» **WHAT YOU ARE ASKED TO DO**: Everything in the data below is left aside except the lines from the one containing "use rand::rngs::StdRng;" through the one containing "let a: Vec<f64>"; repeat those exactly.

» **ENTRIES SHOWN**:
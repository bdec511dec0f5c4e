use criterion::{black_box, criterion_group, criterion_main, Criterion};
use rand::rngs::StdRng;
use rand::{Rng, SeedableRng};

use knn::{euclidean, k_nearest, Query, Sample, Target, TrainingStore};

fn build_store(samples: usize, dims: usize) -> TrainingStore {
    let mut rng = StdRng::seed_from_u64(42);
    TrainingStore::new(
        (0..samples)
            .map(|i| Sample {
                features: (0..dims).map(|_| rng.gen_range(-100.0..100.0)).collect(),
                target: Target::Label(if i % 2 == 0 { "even" } else { "odd" }.to_string()),
            })
            .collect(),
    )
}

fn bench_euclidean(c: &mut Criterion) {
    let mut rng = StdRng::seed_from_u64(7);
    let a: Vec<f64> = (0..64).map(|_| rng.gen_range(-100.0..100.0)).collect();
    let b: Vec<f64> = (0..64).map(|_| rng.gen_range(-100.0..100.0)).collect();

    c.bench_function("euclidean 64d", |bench| {
        bench.iter(|| euclidean(black_box(&a), black_box(&b)))
    });
}

fn bench_k_nearest(c: &mut Criterion) {
    let store = build_store(10_000, 8);
    let mut rng = StdRng::seed_from_u64(7);
    let query = Query {
        features: (0..8).map(|_| rng.gen_range(-100.0..100.0)).collect(),
    };

    c.bench_function("k_nearest 10k samples, 8d, k=5", |bench| {
        bench.iter(|| k_nearest(black_box(&query), black_box(&store), 5).unwrap())
    });
}

criterion_group!(benches, bench_euclidean, bench_k_nearest);
criterion_main!(benches);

» **WRITTEN RESPONSE**:
use rand::rngs::StdRng;
use rand::{Rng, SeedableRng};

use knn::{euclidean, k_nearest, Query, Sample, Target, TrainingStore};

fn build_store(samples: usize, dims: usize) -> TrainingStore {
    let mut rng = StdRng::seed_from_u64(42);
    TrainingStore::new(
        (0..samples)
            .map(|i| Sample {
                features: (0..dims).map(|_| rng.gen_range(-100.0..100.0)).collect(),
                target: Target::Label(if i % 2 == 0 { "even" } else { "odd" }.to_string()),
            })
            .collect(),
    )
}

fn bench_euclidean(c: &mut Criterion) {
    let mut rng = StdRng::seed_from_u64(7);
    let a: Vec<f64> = (0..64).map(|_| rng.gen_range(-100.0..100.0)).collect();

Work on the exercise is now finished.